Problem requirements: In the entries that follow, the lines from the one with "#[derive(Debug, Clone, Default)]" through the one with "Create a connector" are the ones to write out, exactly and with both ends included. Nothing else should appear.
─── Input data ───
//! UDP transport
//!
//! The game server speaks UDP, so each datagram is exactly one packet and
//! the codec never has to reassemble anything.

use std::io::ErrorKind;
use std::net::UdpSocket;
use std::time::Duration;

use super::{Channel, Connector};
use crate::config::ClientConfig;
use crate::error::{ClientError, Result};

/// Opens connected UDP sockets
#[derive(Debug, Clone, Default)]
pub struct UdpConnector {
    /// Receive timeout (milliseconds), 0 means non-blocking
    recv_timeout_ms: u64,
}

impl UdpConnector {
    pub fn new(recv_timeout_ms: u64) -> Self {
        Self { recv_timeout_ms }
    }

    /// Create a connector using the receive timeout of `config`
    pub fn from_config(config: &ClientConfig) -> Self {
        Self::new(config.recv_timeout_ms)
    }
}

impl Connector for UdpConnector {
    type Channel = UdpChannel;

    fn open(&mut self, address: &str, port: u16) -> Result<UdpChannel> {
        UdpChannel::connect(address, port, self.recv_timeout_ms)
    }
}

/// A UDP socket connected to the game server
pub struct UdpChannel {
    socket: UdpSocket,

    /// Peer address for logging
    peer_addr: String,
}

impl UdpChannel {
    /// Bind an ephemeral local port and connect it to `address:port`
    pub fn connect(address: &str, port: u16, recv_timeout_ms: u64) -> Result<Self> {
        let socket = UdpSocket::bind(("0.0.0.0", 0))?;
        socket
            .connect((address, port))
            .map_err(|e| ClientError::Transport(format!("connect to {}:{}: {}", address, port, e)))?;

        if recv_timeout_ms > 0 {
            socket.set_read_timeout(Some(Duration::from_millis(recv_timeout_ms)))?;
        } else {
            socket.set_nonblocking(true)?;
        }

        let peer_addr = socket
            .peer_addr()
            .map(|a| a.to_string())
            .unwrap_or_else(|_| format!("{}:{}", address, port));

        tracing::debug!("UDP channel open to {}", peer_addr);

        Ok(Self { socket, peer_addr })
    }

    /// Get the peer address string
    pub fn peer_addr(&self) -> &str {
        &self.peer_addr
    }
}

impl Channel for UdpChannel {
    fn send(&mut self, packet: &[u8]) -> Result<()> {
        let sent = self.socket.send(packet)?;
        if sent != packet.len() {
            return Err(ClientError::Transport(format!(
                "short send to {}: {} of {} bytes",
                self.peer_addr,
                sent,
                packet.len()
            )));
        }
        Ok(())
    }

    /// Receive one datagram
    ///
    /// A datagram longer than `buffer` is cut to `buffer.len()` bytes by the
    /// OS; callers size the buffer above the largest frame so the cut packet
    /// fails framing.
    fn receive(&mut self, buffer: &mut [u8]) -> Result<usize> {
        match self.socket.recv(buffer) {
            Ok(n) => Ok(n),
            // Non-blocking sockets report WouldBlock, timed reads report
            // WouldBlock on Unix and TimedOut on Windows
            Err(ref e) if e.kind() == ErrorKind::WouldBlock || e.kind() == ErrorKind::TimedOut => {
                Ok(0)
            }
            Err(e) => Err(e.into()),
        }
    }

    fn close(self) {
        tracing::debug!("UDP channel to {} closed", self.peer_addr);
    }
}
───
Exercise answer:
#[derive(Debug, Clone, Default)]
pub struct UdpConnector {
    /// Receive timeout (milliseconds), 0 means non-blocking
    recv_timeout_ms: u64,
}

impl UdpConnector {
    pub fn new(recv_timeout_ms: u64) -> Self {
        Self { recv_timeout_ms }
    }

    /// Create a connector using the receive timeout of `config`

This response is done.